To do: Find each line below where the word "println" occurs, and copy it.

Dataset entries:
== Segment start ==
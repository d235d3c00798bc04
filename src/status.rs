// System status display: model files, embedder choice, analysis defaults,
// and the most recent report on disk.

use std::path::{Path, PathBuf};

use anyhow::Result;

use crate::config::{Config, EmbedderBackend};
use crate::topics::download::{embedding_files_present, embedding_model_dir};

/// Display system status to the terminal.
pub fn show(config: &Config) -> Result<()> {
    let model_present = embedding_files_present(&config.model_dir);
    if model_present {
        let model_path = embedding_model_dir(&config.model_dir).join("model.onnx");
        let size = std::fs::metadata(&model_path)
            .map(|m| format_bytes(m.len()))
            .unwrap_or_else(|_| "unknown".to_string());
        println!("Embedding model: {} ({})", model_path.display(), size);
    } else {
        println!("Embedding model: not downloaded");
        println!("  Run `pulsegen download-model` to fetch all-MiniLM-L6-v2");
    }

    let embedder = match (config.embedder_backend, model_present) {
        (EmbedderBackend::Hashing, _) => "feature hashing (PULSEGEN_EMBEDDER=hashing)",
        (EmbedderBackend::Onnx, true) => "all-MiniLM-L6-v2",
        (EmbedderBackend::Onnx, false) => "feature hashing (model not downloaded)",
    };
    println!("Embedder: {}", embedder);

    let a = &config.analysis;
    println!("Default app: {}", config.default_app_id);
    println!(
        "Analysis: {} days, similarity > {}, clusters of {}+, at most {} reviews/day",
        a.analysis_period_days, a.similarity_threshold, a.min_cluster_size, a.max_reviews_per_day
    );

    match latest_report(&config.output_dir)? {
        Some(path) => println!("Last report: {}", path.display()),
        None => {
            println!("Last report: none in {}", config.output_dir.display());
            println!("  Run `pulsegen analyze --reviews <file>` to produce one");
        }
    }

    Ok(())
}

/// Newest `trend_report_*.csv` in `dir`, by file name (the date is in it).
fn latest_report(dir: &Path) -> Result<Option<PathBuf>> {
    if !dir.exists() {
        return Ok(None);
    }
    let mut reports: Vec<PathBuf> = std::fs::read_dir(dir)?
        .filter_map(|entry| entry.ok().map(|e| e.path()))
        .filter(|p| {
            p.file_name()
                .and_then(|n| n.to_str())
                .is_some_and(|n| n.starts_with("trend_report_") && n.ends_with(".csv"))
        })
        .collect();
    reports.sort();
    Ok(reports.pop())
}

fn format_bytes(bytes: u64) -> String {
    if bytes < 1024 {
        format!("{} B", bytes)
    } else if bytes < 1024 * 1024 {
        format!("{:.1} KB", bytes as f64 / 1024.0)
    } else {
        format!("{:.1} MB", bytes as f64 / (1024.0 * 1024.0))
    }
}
== Segment end ==
== Segment start ==
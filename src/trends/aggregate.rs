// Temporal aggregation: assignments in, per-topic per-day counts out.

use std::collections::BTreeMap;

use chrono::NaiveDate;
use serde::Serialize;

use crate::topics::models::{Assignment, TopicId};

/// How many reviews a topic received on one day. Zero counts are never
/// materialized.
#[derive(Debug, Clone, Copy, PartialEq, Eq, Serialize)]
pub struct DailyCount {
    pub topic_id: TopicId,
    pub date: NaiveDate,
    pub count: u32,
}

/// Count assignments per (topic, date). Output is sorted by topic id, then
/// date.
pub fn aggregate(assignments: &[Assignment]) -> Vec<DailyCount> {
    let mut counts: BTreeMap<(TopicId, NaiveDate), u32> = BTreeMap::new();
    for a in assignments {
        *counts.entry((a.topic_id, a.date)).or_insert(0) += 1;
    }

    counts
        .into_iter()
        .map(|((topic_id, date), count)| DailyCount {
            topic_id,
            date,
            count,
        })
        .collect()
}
== Segment end ==
Solution:
        println!("Embedding model: {} ({})", model_path.display(), size);
        println!("Embedding model: not downloaded");
        println!("  Run `pulsegen download-model` to fetch all-MiniLM-L6-v2");
    println!("Embedder: {}", embedder);
    println!("Default app: {}", config.default_app_id);
    println!(
        Some(path) => println!("Last report: {}", path.display()),
            println!("Last report: none in {}", config.output_dir.display());
            println!("  Run `pulsegen analyze --reviews <file>` to produce one");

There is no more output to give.